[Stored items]
-*-
//! Service configuration read from the environment
use super::error::ConfigError;
use super::flow::MAX_APPROVAL_LEVELS;
use std::path::PathBuf;

pub const DB_PATH_KEY: &str = "REPORT_DB_PATH";
pub const APPROVAL_LEVELS_KEY: &str = "REPORT_APPROVAL_LEVELS";

#[derive(Debug, Clone, PartialEq, Eq)]
pub struct ReportConfig {
    pub db_path: PathBuf,
    /// Number of approval steps opened for every submission.
    pub approval_levels: u8,
}

impl Default for ReportConfig {
    fn default() -> Self {
        Self {
            db_path: PathBuf::from("report.db"),
            approval_levels: 3,
        }
    }
}

impl ReportConfig {
    /// Load from process environment, reading a `.env` file first if present.
    pub fn from_env() -> Result<Self, ConfigError> {
        dotenvy::dotenv().ok();
        Self::from_lookup(|key| std::env::var(key).ok())
    }

    /// Build from an arbitrary key lookup, falling back to defaults for unset keys.
    pub fn from_lookup<F>(lookup: F) -> Result<Self, ConfigError>
    where
        F: Fn(&str) -> Option<String>,
    {
        let mut config = Self::default();

        if let Some(path) = lookup(DB_PATH_KEY) {
            if path.trim().is_empty() {
                return Err(ConfigError::Empty(DB_PATH_KEY));
            }
            config.db_path = PathBuf::from(path.trim());
        }

        if let Some(raw) = lookup(APPROVAL_LEVELS_KEY) {
            config.approval_levels = raw
                .trim()
                .parse::<u8>()
                .ok()
                .filter(|levels| (1..=MAX_APPROVAL_LEVELS).contains(levels))
                .ok_or(ConfigError::InvalidLevels {
                    key: APPROVAL_LEVELS_KEY,
                    value: raw.clone(),
                })?;
        }

        Ok(config)
    }
}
-*-
Task to complete => Determine the number of lines in the records that include the string "Some", and respond with that number only.

Result of this exercise => 2